Step 1: Find the left-hand derivative (LHD)
The LHD at \( x = 1 \) is: \[ {LHD} = \lim_{h \to 0^-} \frac{f(1 + h) - f(1)}{-h}. \] Substituting \( f(x) = x^2 + 1 \) for \( x<1 \): \[ {LHD} = \lim_{h \to 0^-} \frac{(1 - h)^2 + 1 - 2}{-h}. \] Simplify: \[ {LHD} = \lim_{h \to 0^-} \frac{1 - 2h + h^2 - 1}{-h} = \lim_{h \to 0^-} \frac{-2h + h^2}{-h}. \] Factorize: \[ {LHD} = \lim_{h \to 0^-} (2 - h) = 2. \] 
Step 2: Find the right-hand derivative (RHD)

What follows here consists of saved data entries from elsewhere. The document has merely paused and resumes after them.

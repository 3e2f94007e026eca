//! Compatibility dataset module: the read-only lookup table mapping
//! pesticide categories to tables of pair rows with a verdict.
//!
//! The dataset is loaded once at startup from a directory of CSV files,
//! one file per category (the file stem is the category name), and never
//! mutated afterwards.

use std::collections::HashSet;
use std::path::Path;

use thiserror::Error;
use tracing::{info, warn};

/// Required CSV header columns, validated at load time.
pub const COLUMN_ITEM_A: &str = "pesticide_1";
pub const COLUMN_ITEM_B: &str = "pesticide_2";
pub const COLUMN_VERDICT: &str = "compatibility";

/// Errors raised while loading the dataset from disk.
#[derive(Debug, Error)]
pub enum DatasetError {
    #[error("failed to read data directory {path}: {source}")]
    ReadDir {
        path: String,
        source: std::io::Error,
    },

    #[error("failed to open {file}: {source}")]
    OpenFile {
        file: String,
        source: csv::Error,
    },

    #[error("{file}: missing required column `{column}`")]
    MissingColumn { file: String, column: String },

    #[error("{file}: malformed record: {source}")]
    MalformedRecord {
        file: String,
        source: csv::Error,
    },
}

/// One row of a category table: a pair of pesticides and its verdict.
#[derive(Clone, Debug, PartialEq, Eq)]
pub struct CompatibilityRow {
    pub item_a: String,
    pub item_b: String,
    pub verdict: String,
}

/// The ordered rows of one category.
#[derive(Clone, Debug, Default)]
pub struct CategoryTable {
    rows: Vec<CompatibilityRow>,
}

impl CategoryTable {
    pub fn new(rows: Vec<CompatibilityRow>) -> Self {
        Self { rows }
    }

    pub fn rows(&self) -> &[CompatibilityRow] {
        &self.rows
    }

    /// First-column entries, deduplicated, order preserved, blanks skipped.
    pub fn first_items(&self) -> Vec<String> {
        dedup_preserving_order(self.rows.iter().map(|row| row.item_a.as_str()))
    }

    /// Second-column entries, deduplicated, order preserved, blanks skipped.
    pub fn second_items(&self) -> Vec<String> {
        dedup_preserving_order(self.rows.iter().map(|row| row.item_b.as_str()))
    }

    /// Exact-match join on both columns; the first matching row wins.
    ///
    /// The lookup is not commutative unless the table is populated
    /// symmetrically, which is a property of the data, not of this code.
    pub fn lookup(&self, item_a: &str, item_b: &str) -> Option<&CompatibilityRow> {
        self.rows
            .iter()
            .find(|row| row.item_a == item_a && row.item_b == item_b)
    }
}

fn dedup_preserving_order<'a>(items: impl Iterator<Item = &'a str>) -> Vec<String> {
    let mut seen = HashSet::new();
    items
        .filter(|item| !item.is_empty())
        .filter(|item| seen.insert(item.to_string()))
        .map(|item| item.to_string())
        .collect()
}

/// The full compatibility dataset: an ordered mapping from category name
/// to its table.
#[derive(Clone, Debug, Default)]
pub struct Dataset {
    categories: Vec<(String, CategoryTable)>,
}

impl Dataset {
    /// An empty dataset, used when no data directory is present.
    pub fn empty() -> Self {
        Self::default()
    }

    /// Build a dataset directly from in-memory tables (test fixtures).
    pub fn from_tables(categories: Vec<(String, CategoryTable)>) -> Self {
        Self { categories }
    }

    /// Load every `*.csv` file under `dir` as one category each.
    ///
    /// Files are read in sorted file-name order so the numbered category
    /// menu is stable across runs. A missing directory degrades to an
    /// empty dataset; a present but malformed file is a hard error.
    pub fn load(dir: &Path) -> Result<Self, DatasetError> {
        if !dir.is_dir() {
            warn!(path = %dir.display(), "data directory not found, starting with an empty dataset");
            return Ok(Self::empty());
        }

        let entries = std::fs::read_dir(dir).map_err(|source| DatasetError::ReadDir {
            path: dir.display().to_string(),
            source,
        })?;

        let mut paths: Vec<_> = entries
            .filter_map(|entry| entry.ok().map(|e| e.path()))
            .filter(|path| path.extension().and_then(|ext| ext.to_str()) == Some("csv"))
            .collect();
        paths.sort();

        let mut categories = Vec::new();
        for path in paths {
            let Some(name) = path.file_stem().and_then(|stem| stem.to_str()) else {
                continue;
            };
            let table = load_table(&path)?;
            info!(category = name, rows = table.rows().len(), "loaded category table");
            categories.push((name.to_string(), table));
        }

        Ok(Self { categories })
    }

    pub fn is_empty(&self) -> bool {
        self.categories.is_empty()
    }

    /// Ordered category names.
    pub fn category_names(&self) -> Vec<String> {
        self.categories.iter().map(|(name, _)| name.clone()).collect()
    }

    pub fn table(&self, category: &str) -> Option<&CategoryTable> {
        self.categories
            .iter()
            .find(|(name, _)| name == category)
            .map(|(_, table)| table)
    }
}

/// Read one category CSV, validating the header schema up front.
fn load_table(path: &Path) -> Result<CategoryTable, DatasetError> {
    let file = path.display().to_string();

    let mut reader = csv::Reader::from_path(path).map_err(|source| DatasetError::OpenFile {
        file: file.clone(),
        source,
    })?;

    let headers = reader
        .headers()
        .map_err(|source| DatasetError::MalformedRecord {
            file: file.clone(),
            source,
        })?
        .clone();

    let column_index = |column: &str| -> Result<usize, DatasetError> {
        headers
            .iter()
            .position(|header| header.trim().eq_ignore_ascii_case(column))
            .ok_or_else(|| DatasetError::MissingColumn {
                file: file.clone(),
                column: column.to_string(),
            })
    };

    let item_a_idx = column_index(COLUMN_ITEM_A)?;
    let item_b_idx = column_index(COLUMN_ITEM_B)?;
    let verdict_idx = column_index(COLUMN_VERDICT)?;

    let mut rows = Vec::new();
    for record in reader.records() {
        let record = record.map_err(|source| DatasetError::MalformedRecord {
            file: file.clone(),
            source,
        })?;

        let field = |idx: usize| record.get(idx).unwrap_or("").trim().to_string();
        rows.push(CompatibilityRow {
            item_a: field(item_a_idx),
            item_b: field(item_b_idx),
            verdict: field(verdict_idx),
        });
    }

    Ok(CategoryTable::new(rows))
}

The RHD at \( x = 1 \) is: \[ {RHD} = \lim_{h \to 0^+} \frac{f(1 + h) - f(1)}{h}. \] Substituting \( f(x) = 3 - x \) for \( x>1 \): \[ {RHD} = \lim_{h \to 0^+} \frac{[3 - (1 + h)] - 2}{h}. \] Simplify: \[ {RHD} = \lim_{h \to 0^+} \frac{-h}{h} = -1. \] 
Step 3: Check differentiability
Since \( {LHD} \neq {RHD} \), \( f(x) \) is not differentiable at \( x = 1 \).